No sorprende que las desigualdades entre el primer y tercer mundo se repliquen en sus penitenciarías. Sin embargo, algunos casos llaman la atención, como el del argentino preso en Austria que una vez cumplida la condena, pidió a las autoridades que le permitan quedarse en el penal porque se sentía muy cómodo. “Esto parece un spa”, justificó.
“En Europa, los presos están muy bien. En París, por ejemplo, trabajan y les pagan; el 25%  se lo dan en mano y el resto se lo depositan en una caja de ahorro, para que el recluso disponga de ese dinero para rehacer su vida”, detalla Alejandro Lamarque, de la Dirección de Argentinos en el Exterior.
En la mayoría de los países subdesarrollados, por el contrario, no existen comodidades de ningún tipo, por lo que el consulado debe proveerles a los detenidos desde cepillos de dientes  y materiales de lectura hasta algo de dinero para, por lo menos, pagar el agua caliente para el mate.
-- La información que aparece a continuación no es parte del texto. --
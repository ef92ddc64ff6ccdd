mod common;

use common::*;
use std::time::Duration;
use wavecore::{ParameterMap, ProducerNode, RunOptions, Value};
use waveruntime::WorkflowHandle;

async fn started(handle: &WorkflowHandle) {
    while !handle.is_running() {
        tokio::task::yield_now().await;
    }
}

fn input() -> Value {
    Value::from(vec![1])
}

#[tokio::test]
async fn pause_holds_between_waves_until_resume() {
    init_tracing();
    let manager = slow_chain(&["A", "B", "C"], 20);
    let handle = manager.handle();

    let control = async {
        started(&handle).await;
        handle.pause().await.unwrap();
        assert_eq!(manager.finished(), vec!["A".to_string()]);

        tokio::time::sleep(Duration::from_millis(60)).await;
        assert_eq!(manager.finished(), vec!["A".to_string()]);
        assert!(handle.is_running());

        assert_eq!(handle.pause().await.unwrap_err().kind(), "Conflict");
        handle.resume().unwrap();
    };
    let (result, _) = tokio::join!(manager.run(input(), ParameterMap::new(), RunOptions::default()), control);

    let result = result.unwrap();
    assert!(result.finished);
    let order: Vec<&str> = result.data.iter().map(|r| r.producer.as_str()).collect();
    assert_eq!(order, vec!["A", "B", "C"]);
    assert_eq!(result.last_data(), &[Value::from(1)]);
}

#[tokio::test]
async fn concurrent_pause_requests_conflict() {
    let manager = slow_chain(&["A", "B"], 20);
    let handle = manager.handle();

    let control = async {
        started(&handle).await;
        let (first, second) = tokio::join!(handle.pause(), handle.pause());
        first.unwrap();
        assert_eq!(second.unwrap_err().kind(), "Conflict");
        handle.resume().unwrap();
    };
    let (result, _) = tokio::join!(manager.run(input(), ParameterMap::new(), RunOptions::default()), control);
    assert!(result.unwrap().finished);
}

#[tokio::test]
async fn stop_ends_run_at_next_checkpoint() {
    let manager = slow_chain(&["A", "B", "C"], 20);
    let handle = manager.handle();

    let control = async {
        started(&handle).await;
        let (first, second) = tokio::join!(handle.stop(), handle.stop());
        first.unwrap();
        assert_eq!(second.unwrap_err().kind(), "Conflict");
    };
    let (result, _) = tokio::join!(manager.run(input(), ParameterMap::new(), RunOptions::default()), control);

    let result = result.unwrap();
    assert!(!result.finished);
    assert_eq!(manager.finished(), vec!["A".to_string()]);
    assert_eq!(result.data.len(), 1);
    assert!(!manager.is_running());

    let again = manager.run(input(), ParameterMap::new(), RunOptions::default()).await.unwrap();
    assert!(again.finished);
    assert_eq!(again.data.len(), 3);
}

#[tokio::test]
async fn stop_releases_a_paused_run() {
    let manager = slow_chain(&["A", "B", "C"], 20);
    let handle = manager.handle();

    let control = async {
        started(&handle).await;
        handle.pause().await.unwrap();
        assert_eq!(handle.pause().await.unwrap_err().kind(), "Conflict");
        handle.stop().await.unwrap();
    };
    let (result, _) = tokio::join!(manager.run(input(), ParameterMap::new(), RunOptions::default()), control);

    let result = result.unwrap();
    assert!(!result.finished);
    assert_eq!(manager.finished(), vec!["A".to_string()]);
}

#[tokio::test]
async fn resume_requires_a_pause() {
    let manager = slow_chain(&["A", "B"], 20);
    let handle = manager.handle();

    let control = async {
        started(&handle).await;
        let err = handle.resume().unwrap_err();
        assert_eq!(err.kind(), "Unavailable");
        assert!(err.to_string().contains("not paused"));
    };
    let (result, _) = tokio::join!(manager.run(input(), ParameterMap::new(), RunOptions::default()), control);
    assert!(result.unwrap().finished);
}

#[tokio::test]
async fn idle_manager_rejects_control_requests() {
    let manager = slow_chain(&["A"], 0);
    assert_eq!(manager.pause().await.unwrap_err().kind(), "Unavailable");
    assert_eq!(manager.stop().await.unwrap_err().kind(), "Unavailable");
    let err = manager.resume().unwrap_err();
    assert_eq!(err.kind(), "Unavailable");
    assert!(err.to_string().contains("not running"));
}

#[tokio::test]
async fn second_concurrent_run_conflicts() {
    let manager = slow_chain(&["A", "B"], 20);

    let (first, second) = tokio::join!(
        manager.run(input(), ParameterMap::new(), RunOptions::default()),
        manager.run(input(), ParameterMap::new(), RunOptions::default())
    );

    assert!(first.unwrap().finished);
    assert_eq!(second.unwrap_err().kind(), "Conflict");
}

#[tokio::test]
async fn cancellation_requests_a_stop() {
    let manager = GraphBuilder::new()
        .add(ProducerNode::new("A", Canceller))
        .add(echo("B"))
        .add(echo("C"))
        .link("A", "B")
        .link("B", "C")
        .build("A");

    let result = manager.run(input(), ParameterMap::new(), RunOptions::default()).await.unwrap();

    assert!(!result.finished);
    assert_eq!(manager.finished(), vec!["A".to_string()]);
    assert_eq!(result.data.len(), 1);
}

#[tokio::test]
async fn cancellation_does_not_abort_siblings() {
    let manager = GraphBuilder::new()
        .add(echo("root"))
        .add(ProducerNode::new("A", Canceller))
        .add(slow("S", 20))
        .add(echo("after"))
        .link("root", "A")
        .link("root", "S")
        .link("S", "after")
        .build("root");

    let result = manager.run(input(), ParameterMap::new(), RunOptions::default()).await.unwrap();

    assert!(!result.finished);
    let mut finished = manager.finished();
    finished.sort();
    assert_eq!(finished, vec!["A".to_string(), "S".to_string(), "root".to_string()]);
}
Un detalle a destacar es que la Cancillería no registra denuncias por torturas o malos tratos porque, según Dellepiane, la presencia del cónsul “ayuda mucho”. “Significa que hay un estado interesado en la persona”, agrega.

DEPORTADOS. Por lo general, y dependiendo de la gravedad del caso, la libertad de un reo incluye su deportación, es decir, la expulsión del Estado donde cometió el delito y el viaje sin escalas al país de origen. Lo que se intenta desde Cancillería, es la firma de tratados con otras naciones para que la repatriación no se concrete recién al final de la sentencia. “Estamos negociando para que una vez cumplida la mitad de la condena, el preso pueda terminarla en su país. Hasta el momento tenemos un acuerdo con Chile, que está funcionando muy bien y esperamos firmar pronto con Colombia, Uruguay y EE UU”, explica Dellepiane, y enseguida revela el sentido último de su misión.
“La satisfacción más grande –concluye– es cuando un detenido regresa al país como una persona libre. Que sea un deportado, la verdad que no me importa.”